1. Phase III Trial Failure and Stock Reaction
Theravance’s Phase III CYPRESS study of ampreloxetine in multiple system atrophy patients failed to meet its primary endpoint and did not achieve secondary endpoints, despite demonstrating biological activity and a favorable safety profile. Shares plunged 26% on the announcement, reflecting investor concern over the late-stage setback.
2. Program Wind-Down and Strategic Review
Following the trial failure, the company decided to wind down the ampreloxetine program and complete additional dataset analyses in consultation with external experts.
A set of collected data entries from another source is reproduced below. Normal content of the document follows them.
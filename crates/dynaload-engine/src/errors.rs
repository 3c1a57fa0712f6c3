//! Run-level error model.

use dynaload_types::{ConversionError, StoreError};

/// Errors that abort a load run.
///
/// Conversion failures only reach this type when the run does not tolerate
/// them; tolerated ones become skip notices instead.
#[derive(Debug, thiserror::Error)]
pub enum LoadError {
    #[error("line {line}: attribute '{attribute}': {source}")]
    Conversion {
        line: u64,
        attribute: String,
        #[source]
        source: ConversionError,
    },

    #[error("line {line}: primary key attribute '{attribute}' is missing")]
    MissingKeyAttribute { line: u64, attribute: String },

    /// The store rejected, throttled, or dropped part of a batch.
    #[error("batch write to table '{table}' failed: {source}")]
    BackendWrite {
        table: String,
        #[source]
        source: StoreError,
    },

    #[error("could not resolve key schema of table '{table}': {source}")]
    KeySchema {
        table: String,
        #[source]
        source: StoreError,
    },

    #[error("csv error: {0}")]
    Csv(#[from] csv::Error),

    #[error("i/o error: {0}")]
    Io(#[from] std::io::Error),

    #[error("invalid job configuration: {0}")]
    Config(String),
}

impl LoadError {
    /// True when the underlying store failure is capacity related.
    #[must_use]
    pub fn is_throttling(&self) -> bool {
        match self {
            Self::BackendWrite { source, .. } | Self::KeySchema { source, .. } => {
                source.is_throttling()
            }
            _ => false,
        }
    }
}
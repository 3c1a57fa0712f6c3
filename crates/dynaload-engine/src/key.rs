//! Primary-key extraction from raw rows.

use dynaload_types::{PrimaryKey, Row};

use crate::errors::LoadError;

/// Collect the raw values of the key attributes, in key-schema order.
///
/// Values are taken from the unconverted row so that dedup and deletes see
/// exactly what the file says.
///
/// # Errors
///
/// Returns [`LoadError::MissingKeyAttribute`] when the header has no such
/// column or the line is too short to carry it.
pub fn extract_key<S: AsRef<str>>(row: &Row, key_names: &[S]) -> Result<PrimaryKey, LoadError> {
    let mut attributes = Vec::with_capacity(key_names.len());
    for name in key_names {
        let name = name.as_ref();
        match row.get(name) {
            Some(Some(value)) => attributes.push((name.to_string(), value.to_string())),
            Some(None) | None => {
                return Err(LoadError::MissingKeyAttribute {
                    line: row.line(),
                    attribute: name.to_string(),
                })
            }
        }
    }
    Ok(PrimaryKey::new(attributes))
}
A strategic review committee has been accelerated to explore options including a potential sale to maximize shareholder value.
3. Organizational Restructuring and Cost Savings
Theravance will shut its R&D division, reduce general and administrative staff by about 50%, and cut operating costs by roughly 60% versus its preliminary 2025 base of $110 million. These measures are expected to generate $70 million in annual savings by Q3 2026 and drive $60–$70 million in annualized cash flow when combined with Yupelri sales.
4. Financial Position and Outlook
Preliminary net sales of Yupelri reached $70.6 million in Q4 2025 (up 6% year-over-year) and $266.6 million for full-year 2025 (up 12%), including a $25 million Viatris milestone. The company received a $50 million Trelegy payment in February, ended 2025 with $326.5 million cash and no debt, and expects $400 million cash plus $100 million in milestones as Trelegy sales reach $3.51 billion in 2026.